If you are applying for a green card based on a family relationship, such as through a U.S. citizen or lawful permanent resident parent, child, or spouse, the last thing you probably want to think about is the possibility that your U.S. petitioner will pass away before you have finished the green card application process. Not only would this be terribly sad, but it might end your ability to obtain a U.S. green card (U.S. lawful permanent residence). There are exceptions, however, as discussed here. You might need to act quickly.
The U.S. Congress changed the immigration law back in 2009, to allow the surviving spouse of a U.S. citizen to petition for himself or herself regardless of how long they were married prior to the spouse’s death. (The old law had required the couple to have been married for a minimum of two years at the time the U.S. citizen died for the surviving spouse to self-petition.)
If you find yourself in this situation, an important deadline still applies, however. You must file your self-petition within two years of your U.S. citizen spouse’s death. For details on how to do this, see Filling Out USCIS Form I-360 Self Petition as a Widow(er) of a U.S. Citizen.
You may include your children who are under 21 years old on the I-360 self-petition. You will still have to show that you and your spouse had a bona fide marriage, and that you have not remarried.
If you are the spouse of a deceased lawful permanent resident (a green card holder), you cannot self-petition the way the spouse of a deceased U.S. citizen can. However, other “survivor benefits” found within U.S. immigration law might assist you.
If your spouse was able to file a visa petition for you (on Form I-130) before passing away, you (and your children) may be able to adjust status once your Priority Date becomes current, despite your spouse's death. If you are outside the United States, under certain conditions USCIS may grant “humanitarian reinstatement” of the visa petition and may allow you to get your immigrant visa through consular processing. (An immigrant visa becomes a green card as soon as you use it to enter the United States.)

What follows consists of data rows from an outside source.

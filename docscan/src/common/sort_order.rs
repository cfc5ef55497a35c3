use bson::Document;

/// Specifies the direction for sorting documents.
///
/// Used with [`SortableFields`] and the `sort_by` helpers of
/// [`FindOptions`](crate::collection::FindOptions) and
/// [`Query`](crate::client::Query).
#[derive(Debug, Clone, Copy, PartialEq, Eq)]
pub enum SortOrder {
    /// Smallest to largest
    Ascending,
    /// Largest to smallest
    Descending,
}

impl SortOrder {
    /// The numeric direction a document database expects in a sort spec.
    pub fn direction(&self) -> i32 {
        match self {
            SortOrder::Ascending => 1,
            SortOrder::Descending => -1,
        }
    }
}

/// An ordered list of fields to sort by.
///
/// Field order matters: the first field is the primary key, later fields break
/// ties. Scans over large collections should end with a unique field such as
/// `_id` so that windows never overlap.
#[derive(Debug, Clone, Default, PartialEq)]
pub struct SortableFields {
    sorting_order: Vec<(String, SortOrder)>,
}

impl SortableFields {
    pub fn new() -> SortableFields {
        SortableFields {
            sorting_order: Vec::new(),
        }
    }

    /// Appends a field; a field already present keeps its first position and
    /// takes the new order.
    pub fn add_sorted_field(mut self, field_name: String, sort_order: SortOrder) -> SortableFields {
        match self
            .sorting_order
            .iter_mut()
            .find(|(name, _)| *name == field_name)
        {
            Some(existing) => existing.1 = sort_order,
            None => self.sorting_order.push((field_name, sort_order)),
        }
        self
    }

    pub fn sorting_order(&self) -> &[(String, SortOrder)] {
        &self.sorting_order
    }

    pub fn is_empty(&self) -> bool {
        self.sorting_order.is_empty()
    }

    /// Renders the fields as a sort document, e.g. `{ "age": -1, "_id": 1 }`.
    pub fn to_document(&self) -> Document {
        let mut document = Document::new();
        for (field, order) in &self.sorting_order {
            document.insert(field.clone(), order.direction());
        }
        document
    }
}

If a non-spouse who filed a family visa petition for you dies before you get a green card, what happens next depends on where you are at the time of the death.
If you are outside the U.S., the I-130 petition is automatically revoked, and no longer a valid way to get an immigrant visa and green card. This is true even if the I-130 petition was approved by the time your petitioning relative died. This automatic revocation will happen unless you successfully ask U.S. Citizenship and Immigration Services (USCIS) to allow you to proceed based on “humanitarian reasons.” (See How to Ask for Humanitarian Reinstatement of a Relative Petition.)
In to asking for reinstatement of the petition, you will need to get someone else to sign the “Affidavit of Support” that your U.S. petitioner would have filed for you, using USCIS Form I-864. This “substitute sponsor” must be a U.S. citizen living in the U.S., over 18 years old, and related to you as a spouse, parent, legal guardian, mother-in-law, father-in-law, brother, sister, child (over 18), son, daughter, son-in-law, daughter-in-law, sister-in-law, brother-in-law, grandparent, or grandchild. That person must have enough in income and assets to support you as well as his or her own household (and will, on Form I-864, promise to do so, as described in What Sponsors Should Know Before Signing Form I-864 Affidavit of Support.
If you are “residing” (see definition below) in the U.S. when your family petitioner dies, and you continued to “reside” there, USCIS will proceed with your case in the usual way (although you will have to find someone else to sign an affidavit of support as described above), and you could get the green card even though your petitioner died.
You “reside” where your principal, actual dwelling place is, no matter where you might tell someone you live. People who were out of the U.S. temporarily when their petitioning relative died but whose home was actually in the U.S. can still prove that they were “residing” in the U.S. and take advantage of the law.
Also, “reside” does not require you to show that you were or are residing in the U.S. lawfully—although as a practical and legal matter, residing unlawfully in the U.S. could cause problems when applying a green card. Also, if you have an executed deportation order, you are no longer “residing” in the United States.
Definitely consult an attorney if you have any such complications in your case. An attorney can also be very helpful in analyzing your rights as the beneficiary of a deceased family member and in preparing an application for humanitarian reinstatement.